[Records from a data collection]

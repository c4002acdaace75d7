//! Retrieval engine: filtered queries, hybrid semantic ranking, topic
//! aggregation, consolidation.
//!
//! Recall combines structured filters, full-text substring match, and
//! cosine similarity over stored embeddings, weighted by temporal decay and
//! importance. Scope and visibility rules are applied uniformly at query
//! time for every caller.

mod consolidate;
mod embedder;
mod query;
mod semantic;
mod topics;

pub use consolidate::{
    consolidate, content_hash, ConsolidationReport, Summarizer, DUPLICATE_COSINE,
};
pub use embedder::{embed_glyphs, l2_normalize, EmbedReport, Embedder, HashEmbedder};
pub use query::{relative_age, render_glyph, Caller, GlyphQuery, RecentWindow};
pub use semantic::{cosine, keyword_overlap, semantic_search, ScoredGlyph, SemanticParams};
pub use topics::{
    hierarchical_search, rank_topics, topic_entries, topic_index_build, TopicEntry,
    TopicIndexReport,
};
//! Phase state machine for supervised objectives.
//!
//! An orchestration drives `IMPLEMENT -> AUDIT -> [DONE | FIX -> AUDIT]`
//! with terminal `DONE` and `ESCALATED`. State is never held in memory
//! across iterations: the latest phase glyph by `(timestamp, id)` is
//! authoritative, so any agent can be killed and relaunched and the phase
//! re-derives from the store.

use serde_json::json;
use sha2::{Digest, Sha256};

use crate::error::{Error, Result};
use crate::retrieval::{Caller, GlyphQuery};
use crate::store::{Glyph, GlyphStore, GlyphType};

/// Orchestration phase.
#[derive(Debug, Clone, Copy, PartialEq, Eq, Hash)]
pub enum Phase {
    Implement,
    Audit,
    Fix,
    Done,
    Escalated,
}

impl Phase {
    pub fn as_str(&self) -> &'static str {
        match self {
            Self::Implement => "IMPLEMENT",
            Self::Audit => "AUDIT",
            Self::Fix => "FIX",
            Self::Done => "DONE",
            Self::Escalated => "ESCALATED",
        }
    }

    pub fn is_terminal(&self) -> bool {
        matches!(self, Self::Done | Self::Escalated)
    }
}

impl std::fmt::Display for Phase {
    fn fmt(&self, f: &mut std::fmt::Formatter<'_>) -> std::fmt::Result {
        write!(f, "{}", self.as_str())
    }
}

impl std::str::FromStr for Phase {
    type Err = Error;

    fn from_str(s: &str) -> Result<Self> {
        match s {
            "IMPLEMENT" => Ok(Self::Implement),
            "AUDIT" => Ok(Self::Audit),
            "FIX" => Ok(Self::Fix),
            "DONE" => Ok(Self::Done),
            "ESCALATED" => Ok(Self::Escalated),
            other => Err(Error::validation(format!("unknown phase '{}'", other))),
        }
    }
}

/// Transition labels carried in phase-glyph `choice`.
#[derive(Debug, Clone, Copy, PartialEq, Eq)]
pub enum PhaseEvent {
    ImplementDone,
    AuditPass,
    AuditFail,
    FixDone,
    Escalate,
}

impl PhaseEvent {
    pub fn as_str(&self) -> &'static str {
        match self {
            Self::ImplementDone => "implement_done",
            Self::AuditPass => "audit:pass",
            Self::AuditFail => "audit:fail",
            Self::FixDone => "fix_done",
            Self::Escalate => "escalate",
        }
    }
}

impl std::fmt::Display for PhaseEvent {
    fn fmt(&self, f: &mut std::fmt::Formatter<'_>) -> std::fmt::Result {
        write!(f, "{}", self.as_str())
    }
}

/// Apply a transition event to a phase.
pub fn apply_event(phase: Phase, event: PhaseEvent) -> Result<Phase> {
    use Phase::*;
    use PhaseEvent::*;
    match (phase, event) {
        (_, Escalate) => Ok(Escalated),
        (Implement, ImplementDone) => Ok(Audit),
        (Audit, AuditPass) => Ok(Done),
        (Audit, AuditFail) => Ok(Fix),
        (Fix, FixDone) => Ok(Audit),
        (phase, event) => Err(Error::Orchestration(format!(
            "event '{}' not valid in phase {}",
            event, phase
        ))),
    }
}

/// Short orchestration identity derived from the objective.
pub fn orch_id(objective: &str) -> String {
    let digest = Sha256::digest(objective.as_bytes());
    digest.iter().take(4).map(|b| format!("{:02x}", b)).collect()
}

/// Topic slug carried by every glyph of an orchestration.
pub fn orch_topic(id: &str) -> String {
    format!("orch_{}", id)
}

/// Write a phase-transition glyph.
pub fn record_transition(
    store: &GlyphStore,
    topic: &str,
    event: PhaseEvent,
    from: Phase,
    to: Phase,
    round: u32,
    error: Option<&str>,
) -> Result<i64> {
    let mut links = json!({
        "from": from.as_str(),
        "to": to.as_str(),
        "round": round,
    });
    if let Some(error) = error {
        links["error"] = json!(error);
    }
    let glyph = Glyph::new(
        GlyphType::Phase,
        format!("{} -> {} ({})", from, to, event),
    )
    .with_topic(topic)
    .with_choice(event.as_str())
    .with_links(links);
    store.append(&glyph)
}

/// Write a spawn-boundary marker (phase unchanged).
pub fn record_spawn_marker(
    store: &GlyphStore,
    topic: &str,
    phase: Phase,
    round: u32,
    label: &str,
) -> Result<i64> {
    let glyph = Glyph::new(GlyphType::Phase, format!("{} {}", phase, label))
        .with_topic(topic)
        .with_choice(format!("{}:{}", phase.as_str(), label))
        .with_links(json!({
            "from": phase.as_str(),
            "to": phase.as_str(),
            "round": round,
        }));
    store.append(&glyph)
}

/// Derive the authoritative phase from the latest phase glyph's `links.to`.
/// A fresh orchestration starts at IMPLEMENT.
pub fn derive_phase(store: &GlyphStore, topic: &str) -> Result<Phase> {
    let latest = store.query(
        &GlyphQuery::new()
            .glyph_type(GlyphType::Phase)
            .topic(topic)
            .limit(1),
        &Caller::operator(),
    )?;
    let Some(glyph) = latest.first() else {
        return Ok(Phase::Implement);
    };
    glyph
        .links
        .as_ref()
        .and_then(|l| l.get("to"))
        .and_then(|v| v.as_str())
        .map(|s| s.parse())
        .unwrap_or(Ok(Phase::Implement))
}

/// Completed audit traversals so far (pass or fail), for round counting.
pub fn audit_rounds(store: &GlyphStore, topic: &str) -> Result<u32> {
    let glyphs = store.query(
        &GlyphQuery::new()
            .glyph_type(GlyphType::Phase)
            .topic(topic)
            .limit(10_000),
        &Caller::operator(),
    )?;
    Ok(glyphs
        .iter()
        .filter(|g| {
            matches!(
                g.choice.as_deref(),
                Some("audit:pass") | Some("audit:fail")
            )
        })
        .count() as u32)
}

/// Error signatures of the most recent audit failures, newest first.
pub fn recent_audit_failures(store: &GlyphStore, topic: &str, limit: usize) -> Result<Vec<String>> {
    let glyphs = store.query(
        &GlyphQuery::new()
            .glyph_type(GlyphType::Phase)
            .topic(topic)
            .choice("audit:fail")
            .limit(limit),
        &Caller::operator(),
    )?;
    Ok(glyphs
        .iter()
        .filter_map(|g| {
            g.links
                .as_ref()
                .and_then(|l| l.get("error"))
                .and_then(|v| v.as_str())
                .map(String::from)
        })
        .collect())
}
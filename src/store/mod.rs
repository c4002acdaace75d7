//! Durable typed record log.
//!
//! The store persists glyphs — append-only typed records — in an indexed
//! SQLite database mirrored line-for-line into an append-only JSONL file.
//! The mirror survives crashes mid-write; `sync` reconciles the indexed
//! store against it idempotently.
//!
//! ## Example
//!
//! ```rust,ignore
//! use glyphos::store::{Glyph, GlyphStore, GlyphType};
//!
//! let store = GlyphStore::open("memory.db", "anchors.jsonl")?;
//! let id = store.append(
//!     &Glyph::new(GlyphType::Decision, "Use bearer tokens")
//!         .with_topic("auth")
//!         .with_choice("bearer"),
//! )?;
//! store.status()?;
//! ```

pub mod mirror;
mod schema;
mod store;
mod types;

pub use schema::{get_schema_version, initialize_schema, is_initialized, migrate, SCHEMA_VERSION};
pub use store::{FreshnessBuckets, GlyphStore, StoreHealth, StoreStatus, SyncReport};
pub use types::{
    validate_task_id, Glyph, GlyphStatus, GlyphType, Importance, Scope, TaskStatus, Visibility,
};

pub(crate) use store::{row_to_glyph, GLYPH_COLUMNS};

• Directions for this task
In the entries above, which lines hold the string "first"? Report all of them.

• Your solution
    let Some(glyph) = latest.first() else {
/// Error signatures of the most recent audit failures, newest first.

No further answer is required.